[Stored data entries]
//! Coalescing of user interactions into activity touches.
//!
//! Every interaction re-arms a trailing deadline `delay` in the future.
//! When the deadline passes, a touch fires only if at least `min_gap` has
//! elapsed since the previous one; otherwise it is dropped.

use chrono::{DateTime, Duration, Utc};

#[derive(Debug, Clone)]
pub struct ActivityDebouncer {
    delay: Duration,
    min_gap: Duration,
    deadline: Option<DateTime<Utc>>,
    last_fired: Option<DateTime<Utc>>,
}

impl Default for ActivityDebouncer {
    fn default() -> Self {
        Self::new(Duration::seconds(5), Duration::seconds(10))
    }
}

impl ActivityDebouncer {
    pub fn new(delay: Duration, min_gap: Duration) -> Self {
        Self {
            delay,
            min_gap,
            deadline: None,
            last_fired: None,
        }
    }

    /// Records an interaction, pushing the deadline back.
    pub fn interact(&mut self, now: DateTime<Utc>) {
        self.deadline = Some(now + self.delay);
    }

    pub fn deadline(&self) -> Option<DateTime<Utc>> {
        self.deadline
    }

    /// Returns `true` when a touch should be performed now.
    pub fn poll(&mut self, now: DateTime<Utc>) -> bool {
        match self.deadline {
            Some(deadline) if now >= deadline => {
                self.deadline = None;
                let due = self.last_fired.map_or(true, |last| now - last >= self.min_gap);
                if due {
                    self.last_fired = Some(now);
                }
                due
            }
            _ => false,
        }
    }
}

#[cfg(test)]
mod tests {
    use super::*;
    use chrono::TimeZone;

    fn t(secs: i64) -> DateTime<Utc> {
        Utc.with_ymd_and_hms(2026, 10, 16, 9, 0, 0).unwrap() + Duration::seconds(secs)
    }

    #[test]
    fn fires_after_trailing_delay() {
        let mut debouncer = ActivityDebouncer::default();
        debouncer.interact(t(0));
        assert!(!debouncer.poll(t(4)));
        assert!(debouncer.poll(t(5)));
        assert_eq!(debouncer.deadline(), None);
    }

    #[test]
    fn bursts_are_coalesced() {
        let mut debouncer = ActivityDebouncer::default();
        for s in 0..4 {
            debouncer.interact(t(s));
        }
        assert!(!debouncer.poll(t(7)));
        assert!(debouncer.poll(t(8)));
    }

    #[test]
    fn min_gap_drops_early_touch() {
        let mut debouncer = ActivityDebouncer::default();
        debouncer.interact(t(0));
        assert!(debouncer.poll(t(5)));
        debouncer.interact(t(6));
        // 11 - 5 = 6s since the last touch
        assert!(!debouncer.poll(t(11)));
        debouncer.interact(t(12));
        assert!(debouncer.poll(t(17)));
    }
}
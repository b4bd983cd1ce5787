//! Start-of-day overview: KPI standings, today's attendance and what is coming up.

use crate::api::Backend;
use crate::db::attendance::{Attendance, AttendanceRecord};
use crate::db::kpi::{Kpi, KpiOverviewRow};
use crate::db::schedules::{Schedule, Schedules};
use anyhow::Result;
use chrono::NaiveDateTime;

pub const UPCOMING_LIMIT: usize = 5;

#[derive(Debug, Clone)]
pub struct Dashboard {
    pub period: String,
    pub kpi: Vec<KpiOverviewRow>,
    pub today: Vec<AttendanceRecord>,
    pub upcoming: Vec<Schedule>,
}

/// Company-wide when `member_id` is `None`, otherwise limited to that member.
pub async fn load<B: Backend>(
    backend: &B,
    attendance: &Attendance<'_, B>,
    now: NaiveDateTime,
    member_id: Option<i64>,
) -> Result<Dashboard> {
    let period = now.format("%Y-%m").to_string();
    let kpi = Kpi::new(backend).overview(&period, member_id).await?;

    let mut today = attendance.list_day(now.date()).await?;
    if let Some(member_id) = member_id {
        today.retain(|r| r.member_id == member_id);
    }

    let upcoming = Schedules::new(backend).upcoming(now, UPCOMING_LIMIT).await?;

    Ok(Dashboard {
        period,
        kpi,
        today,
        upcoming,
    })
}
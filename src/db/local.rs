//! SQLite implementation of [`Backend`].
//!
//! Rows travel as JSON objects, exactly like the hosted client. Statements
//! are assembled from [`schema`](super::schema) definitions only; table and
//! column names coming from callers are checked against it before they are
//! spliced into SQL, values are always bound as parameters.

use super::db::Db;
use super::schema::{self, ColumnKind, TableSchema};
use crate::api::query::{Filter, FilterOp, Query};
use crate::api::{Backend, DbError};
use crate::libs::auth::hash_password;
use anyhow::Result;
use parking_lot::Mutex;
use rusqlite::types::{Value as SqlValue, ValueRef};
use rusqlite::{params_from_iter, Connection, Row};
use serde_json::{Map, Number, Value};
use std::fmt;
use std::path::Path;
use std::sync::Arc;

#[derive(Clone)]
pub struct LocalStore {
    conn: Arc<Mutex<Connection>>,
}

impl fmt::Debug for LocalStore {
    fn fmt(&self, f: &mut fmt::Formatter<'_>) -> fmt::Result {
        f.debug_struct("LocalStore").finish_non_exhaustive()
    }
}

impl LocalStore {
    pub fn open(path: &Path) -> Result<Self> {
        Ok(Self::from_db(Db::open(path)?))
    }

    pub fn open_in_memory() -> Result<Self> {
        Ok(Self::from_db(Db::open_in_memory()?))
    }

    fn from_db(db: Db) -> Self {
        Self {
            conn: Arc::new(Mutex::new(db.conn)),
        }
    }
}

fn table(name: &str) -> Result<&'static TableSchema, DbError> {
    schema::table(name).ok_or_else(|| DbError::UnknownTable(name.to_string()))
}

fn column(table: &TableSchema, column: &str) -> Result<ColumnKind, DbError> {
    table.kind(column).ok_or_else(|| DbError::UnknownColumn {
        table: table.name.to_string(),
        column: column.to_string(),
    })
}

fn to_sql(value: &Value) -> SqlValue {
    match value {
        Value::Null => SqlValue::Null,
        Value::Bool(b) => SqlValue::Integer(*b as i64),
        Value::Number(n) => match n.as_i64() {
            Some(i) => SqlValue::Integer(i),
            None => SqlValue::Real(n.as_f64().unwrap_or_default()),
        },
        Value::String(s) => SqlValue::Text(s.clone()),
        other => SqlValue::Text(other.to_string()),
    }
}

fn from_sql(value: ValueRef<'_>, kind: ColumnKind) -> Value {
    match (value, kind) {
        (ValueRef::Null, _) => Value::Null,
        (ValueRef::Integer(i), ColumnKind::Bool) => Value::Bool(i != 0),
        (ValueRef::Integer(i), ColumnKind::Real) => Number::from_f64(i as f64).map(Value::Number).unwrap_or(Value::Null),
        (ValueRef::Integer(i), _) => Value::Number(i.into()),
        (ValueRef::Real(r), _) => Number::from_f64(r).map(Value::Number).unwrap_or(Value::Null),
        (ValueRef::Text(t), _) => Value::String(String::from_utf8_lossy(t).into_owned()),
        (ValueRef::Blob(b), _) => Value::String(String::from_utf8_lossy(b).into_owned()),
    }
}

fn row_to_json(table: &TableSchema, row: &Row<'_>) -> rusqlite::Result<Value> {
    let mut object = Map::new();
    for (index, (name, kind)) in table.columns.iter().enumerate() {
        object.insert(name.to_string(), from_sql(row.get_ref(index)?, *kind));
    }
    Ok(Value::Object(object))
}

/// Renders a `WHERE` clause and collects its bound values.
fn where_clause(table: &TableSchema, filters: &[Filter], params: &mut Vec<SqlValue>) -> Result<String, DbError> {
    if filters.is_empty() {
        return Ok(String::new());
    }
    let mut parts = Vec::with_capacity(filters.len());
    for filter in filters {
        column(table, &filter.column)?;
        let part = match (filter.op, &filter.value) {
            (FilterOp::Eq, Value::Null) => format!("{} IS NULL", filter.column),
            (FilterOp::Neq, Value::Null) => format!("{} IS NOT NULL", filter.column),
            (FilterOp::In, Value::Array(items)) if items.is_empty() => "0".to_string(),
            (FilterOp::In, Value::Array(items)) => {
                params.extend(items.iter().map(to_sql));
                format!("{} IN ({})", filter.column, vec!["?"; items.len()].join(", "))
            }
            (FilterOp::In, single) => {
                params.push(to_sql(single));
                format!("{} IN (?)", filter.column)
            }
            (op, value) => {
                params.push(to_sql(value));
                format!("{} {} ?", filter.column, op.sql_operator())
            }
        };
        parts.push(part);
    }
    Ok(format!(" WHERE {}", parts.join(" AND ")))
}

fn object(table: &TableSchema, row: Value) -> Result<Map<String, Value>, DbError> {
    match row {
        Value::Object(map) => {
            for key in map.keys() {
                column(table, key)?;
            }
            Ok(map)
        }
        other => Err(DbError::InvalidRow(format!("expected an object for {}, got {}", table.name, other))),
    }
}

impl Backend for LocalStore {
    async fn select(&self, query: &Query) -> Result<Vec<Value>, DbError> {
        let table = table(&query.table)?;
        let mut params = Vec::new();
        let mut sql = format!("SELECT {} FROM {}", table.column_list(), table.name);
        sql.push_str(&where_clause(table, &query.filters, &mut params)?);
        if !query.order.is_empty() {
            let mut order = Vec::with_capacity(query.order.len());
            for o in &query.order {
                column(table, &o.column)?;
                order.push(format!("{} {}", o.column, if o.ascending { "ASC" } else { "DESC" }));
            }
            sql.push_str(&format!(" ORDER BY {}", order.join(", ")));
        }
        if let Some(limit) = query.limit {
            sql.push_str(&format!(" LIMIT {}", limit));
        }

        let conn = self.conn.lock();
        let mut stmt = conn.prepare(&sql)?;
        let rows = stmt.query_map(params_from_iter(params.iter()), |row| row_to_json(table, row))?;
        let mut result = Vec::new();
        for row in rows {
            result.push(row?);
        }
        Ok(result)
    }

    async fn insert(&self, table_name: &str, row: Value) -> Result<Value, DbError> {
        let table = table(table_name)?;
        let mut map = object(table, row)?;
        // Let SQLite assign the key when the caller left it empty.
        if matches!(map.get("id"), Some(Value::Null)) {
            map.remove("id");
        }
        if map.is_empty() {
            return Err(DbError::InvalidRow(format!("empty insert into {}", table.name)));
        }

        let columns: Vec<&str> = map.keys().map(String::as_str).collect();
        let params: Vec<SqlValue> = map.values().map(to_sql).collect();
        let sql = format!(
            "INSERT INTO {} ({}) VALUES ({}) RETURNING {}",
            table.name,
            columns.join(", "),
            vec!["?"; columns.len()].join(", "),
            table.column_list()
        );

        let conn = self.conn.lock();
        let stored = conn.query_row(&sql, params_from_iter(params.iter()), |row| row_to_json(table, row))?;
        Ok(stored)
    }

    async fn update(&self, table_name: &str, filters: &[Filter], patch: Value) -> Result<usize, DbError> {
        if filters.is_empty() {
            return Err(DbError::Unfiltered("update"));
        }
        let table = table(table_name)?;
        let mut map = object(table, patch)?;
        map.remove("id");
        if map.is_empty() {
            return Ok(0);
        }

        let mut params: Vec<SqlValue> = map.values().map(to_sql).collect();
        let assignments: Vec<String> = map.keys().map(|k| format!("{} = ?", k)).collect();
        let mut sql = format!("UPDATE {} SET {}", table.name, assignments.join(", "));
        sql.push_str(&where_clause(table, filters, &mut params)?);

        let conn = self.conn.lock();
        Ok(conn.execute(&sql, params_from_iter(params.iter()))?)
    }

    async fn delete(&self, table_name: &str, filters: &[Filter]) -> Result<usize, DbError> {
        if filters.is_empty() {
            return Err(DbError::Unfiltered("delete"));
        }
        let table = table(table_name)?;
        let mut params = Vec::new();
        let mut sql = format!("DELETE FROM {}", table.name);
        sql.push_str(&where_clause(table, filters, &mut params)?);

        let conn = self.conn.lock();
        Ok(conn.execute(&sql, params_from_iter(params.iter()))?)
    }

    async fn rpc(&self, function: &str, args: Value) -> Result<Value, DbError> {
        match function {
            "hash_password" => {
                let password = args
                    .get("password")
                    .and_then(Value::as_str)
                    .ok_or_else(|| DbError::InvalidRow("hash_password needs a 'password' argument".to_string()))?;
                let hash = hash_password(password).map_err(|e| DbError::InvalidRow(e.to_string()))?;
                Ok(Value::String(hash))
            }
            other => Err(DbError::UnknownFunction(other.to_string())),
        }
    }
}

#[cfg(test)]
mod tests {
    use super::*;

    #[test]
    fn where_clause_binds_in_order() {
        let table = schema::table(schema::ATTENDANCE_RECORDS).unwrap();
        let mut params = Vec::new();
        let sql = where_clause(
            table,
            &[
                Filter::eq("member_id", 3),
                Filter::is_in("status", vec!["late", "remote"]),
                Filter::eq("check_out", Value::Null),
            ],
            &mut params,
        )
        .unwrap();
        assert_eq!(sql, " WHERE member_id = ? AND status IN (?, ?) AND check_out IS NULL");
        assert_eq!(params.len(), 3);
    }

    #[test]
    fn rejects_unknown_columns() {
        let table = schema::table(schema::MEMBERS).unwrap();
        let err = where_clause(table, &[Filter::eq("1=1; DROP TABLE members", 1)], &mut Vec::new()).unwrap_err();
        assert!(matches!(err, DbError::UnknownColumn { .. }));
    }

    #[test]
    fn booleans_round_trip_through_integers() {
        assert_eq!(to_sql(&Value::Bool(true)), SqlValue::Integer(1));
        assert_eq!(from_sql(ValueRef::Integer(0), ColumnKind::Bool), Value::Bool(false));
    }
}
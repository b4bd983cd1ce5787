use super::schema::NEWS_ARTICLES;
use crate::api::{Backend, Filter, Query};
use crate::libs::messages::Message;
use crate::libs::validation;
use crate::msg_bail_anyhow;
use anyhow::Result;
use chrono::{DateTime, Utc};
use serde::{Deserialize, Serialize};
use serde_json::json;

pub const DEFAULT_CATEGORY: &str = "general";

#[derive(Serialize, Deserialize, Clone, Debug, PartialEq)]
pub struct Article {
    #[serde(default, skip_serializing_if = "Option::is_none")]
    pub id: Option<i64>,
    pub title: String,
    #[serde(default)]
    pub summary: Option<String>,
    pub body: String,
    pub category: String,
    pub is_published: bool,
    #[serde(default)]
    pub published_at: Option<DateTime<Utc>>,
    #[serde(default)]
    pub author_id: Option<i64>,
    pub created_at: DateTime<Utc>,
    pub updated_at: DateTime<Utc>,
}

#[derive(Debug, Clone, Default)]
pub struct ArticleInput {
    pub title: String,
    pub summary: Option<String>,
    pub body: String,
    pub category: Option<String>,
}

#[derive(Debug, Clone, Default)]
pub struct ArticleEdit {
    pub title: Option<String>,
    pub summary: Option<String>,
    pub body: Option<String>,
    pub category: Option<String>,
}

pub struct News<'a, B: Backend> {
    backend: &'a B,
}

impl<'a, B: Backend> News<'a, B> {
    pub fn new(backend: &'a B) -> Self {
        Self { backend }
    }

    /// Stores a new, unpublished article.
    pub async fn draft(&self, input: &ArticleInput, author_id: Option<i64>, now: DateTime<Utc>) -> Result<Article> {
        let article = Article {
            id: None,
            title: validation::required("title", &input.title)?,
            summary: validation::optional(input.summary.as_deref()),
            body: validation::required("body", &input.body)?,
            category: validation::optional(input.category.as_deref()).unwrap_or_else(|| DEFAULT_CATEGORY.to_string()),
            is_published: false,
            published_at: None,
            author_id,
            created_at: now,
            updated_at: now,
        };
        Ok(self.backend.create(NEWS_ARTICLES, &article).await?)
    }

    pub async fn get(&self, id: i64) -> Result<Option<Article>> {
        Ok(self.backend.fetch_one(Query::table(NEWS_ARTICLES).filter(Filter::eq("id", id))).await?)
    }

    /// Newest first; published articles are ordered by publication time.
    pub async fn list(&self, published_only: bool) -> Result<Vec<Article>> {
        let query = if published_only {
            Query::table(NEWS_ARTICLES)
                .filter(Filter::eq("is_published", true))
                .order_desc("published_at")
        } else {
            Query::table(NEWS_ARTICLES).order_desc("updated_at")
        };
        Ok(self.backend.fetch(&query).await?)
    }

    pub async fn publish(&self, id: i64, now: DateTime<Utc>) -> Result<Article> {
        let mut article = self.require(id).await?;
        let patch = json!({ "is_published": true, "published_at": now, "updated_at": now });
        self.backend.update(NEWS_ARTICLES, &[Filter::eq("id", id)], patch).await?;
        article.is_published = true;
        article.published_at = Some(now);
        article.updated_at = now;
        Ok(article)
    }

    pub async fn unpublish(&self, id: i64, now: DateTime<Utc>) -> Result<Article> {
        let mut article = self.require(id).await?;
        let patch = json!({ "is_published": false, "published_at": null, "updated_at": now });
        self.backend.update(NEWS_ARTICLES, &[Filter::eq("id", id)], patch).await?;
        article.is_published = false;
        article.published_at = None;
        article.updated_at = now;
        Ok(article)
    }

    pub async fn update(&self, id: i64, edit: &ArticleEdit, now: DateTime<Utc>) -> Result<Article> {
        let mut article = self.require(id).await?;
        if let Some(title) = &edit.title {
            article.title = validation::required("title", title)?;
        }
        if let Some(body) = &edit.body {
            article.body = validation::required("body", body)?;
        }
        if let Some(summary) = &edit.summary {
            article.summary = validation::optional(Some(summary));
        }
        if let Some(category) = validation::optional(edit.category.as_deref()) {
            article.category = category;
        }
        article.updated_at = now;

        let patch = json!({
            "title": article.title,
            "summary": article.summary,
            "body": article.body,
            "category": article.category,
            "updated_at": now,
        });
        self.backend.update(NEWS_ARTICLES, &[Filter::eq("id", id)], patch).await?;
        Ok(article)
    }

    pub async fn delete(&self, id: i64) -> Result<()> {
        if self.backend.delete(NEWS_ARTICLES, &[Filter::eq("id", id)]).await? == 0 {
            msg_bail_anyhow!(Message::ArticleNotFound(id));
        }
        Ok(())
    }

    async fn require(&self, id: i64) -> Result<Article> {
        match self.get(id).await? {
            Some(article) => Ok(article),
            None => msg_bail_anyhow!(Message::ArticleNotFound(id)),
        }
    }
}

ABOUT THIS TASK
For the string "body", go through the entries above and copy each line where it occurs.

ANSWER BELOW
    pub body: String,
    pub body: String,
    pub body: Option<String>,
            body: validation::required("body", &input.body)?,
        if let Some(body) = &edit.body {
            article.body = validation::required("body", body)?;
            "body": article.body,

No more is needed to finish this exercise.